[Start of Attachment]
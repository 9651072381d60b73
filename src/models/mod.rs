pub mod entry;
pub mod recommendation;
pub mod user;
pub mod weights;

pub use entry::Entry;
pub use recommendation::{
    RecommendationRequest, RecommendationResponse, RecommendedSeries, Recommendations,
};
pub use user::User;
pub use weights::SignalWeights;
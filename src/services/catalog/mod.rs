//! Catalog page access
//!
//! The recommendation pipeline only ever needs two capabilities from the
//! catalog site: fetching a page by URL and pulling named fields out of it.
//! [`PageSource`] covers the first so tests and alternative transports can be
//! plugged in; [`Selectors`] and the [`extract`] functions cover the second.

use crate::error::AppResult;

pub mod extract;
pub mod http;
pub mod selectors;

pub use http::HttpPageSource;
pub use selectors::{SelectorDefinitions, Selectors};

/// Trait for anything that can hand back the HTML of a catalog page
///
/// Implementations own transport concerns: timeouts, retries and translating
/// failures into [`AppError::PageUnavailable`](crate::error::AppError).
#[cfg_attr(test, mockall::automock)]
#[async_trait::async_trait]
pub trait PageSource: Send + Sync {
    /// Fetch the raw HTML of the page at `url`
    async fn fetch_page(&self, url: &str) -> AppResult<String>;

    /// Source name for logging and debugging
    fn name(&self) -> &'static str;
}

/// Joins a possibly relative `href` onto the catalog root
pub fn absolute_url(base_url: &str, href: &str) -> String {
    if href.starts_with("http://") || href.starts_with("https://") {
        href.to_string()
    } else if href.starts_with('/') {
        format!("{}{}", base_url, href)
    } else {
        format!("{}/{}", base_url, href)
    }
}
[End of Attachment]
[Start of Attachment]
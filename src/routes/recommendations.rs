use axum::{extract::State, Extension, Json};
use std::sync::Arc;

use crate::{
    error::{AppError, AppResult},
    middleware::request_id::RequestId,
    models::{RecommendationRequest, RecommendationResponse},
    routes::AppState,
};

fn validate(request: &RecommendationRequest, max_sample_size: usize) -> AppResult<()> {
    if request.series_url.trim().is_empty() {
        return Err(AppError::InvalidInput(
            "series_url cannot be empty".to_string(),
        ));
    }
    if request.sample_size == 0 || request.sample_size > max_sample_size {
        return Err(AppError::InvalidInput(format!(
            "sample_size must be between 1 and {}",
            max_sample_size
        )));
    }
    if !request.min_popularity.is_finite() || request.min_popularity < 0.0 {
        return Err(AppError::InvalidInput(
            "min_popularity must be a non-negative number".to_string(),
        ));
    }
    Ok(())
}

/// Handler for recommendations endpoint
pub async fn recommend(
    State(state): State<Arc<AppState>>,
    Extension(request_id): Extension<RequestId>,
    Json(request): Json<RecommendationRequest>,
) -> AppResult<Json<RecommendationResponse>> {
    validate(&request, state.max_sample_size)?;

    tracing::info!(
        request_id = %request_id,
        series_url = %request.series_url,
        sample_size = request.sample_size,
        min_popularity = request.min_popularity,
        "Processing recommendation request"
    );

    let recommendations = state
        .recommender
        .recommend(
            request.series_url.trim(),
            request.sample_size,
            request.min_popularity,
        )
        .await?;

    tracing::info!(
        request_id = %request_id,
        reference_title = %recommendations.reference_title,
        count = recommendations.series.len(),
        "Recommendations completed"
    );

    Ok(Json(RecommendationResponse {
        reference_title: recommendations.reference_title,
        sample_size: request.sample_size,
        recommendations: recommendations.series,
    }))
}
[End of Attachment]
◆ **Brief**: Write out exactly the lines above between the line with "repository 9651072381d60b73" and the line with "capabilities from the", inclusive, and nothing beyond them.

◆ **Answer to the problem**:
repository 9651072381d60b73
filename src/models/mod.rs
pub mod entry;
pub mod recommendation;
pub mod user;
pub mod weights;

pub use entry::Entry;
pub use recommendation::{
    RecommendationRequest, RecommendationResponse, RecommendedSeries, Recommendations,
};
pub use user::User;
pub use weights::SignalWeights;
filename src/services/catalog/mod.rs
//! Catalog page access
//!
//! The recommendation pipeline only ever needs two capabilities from the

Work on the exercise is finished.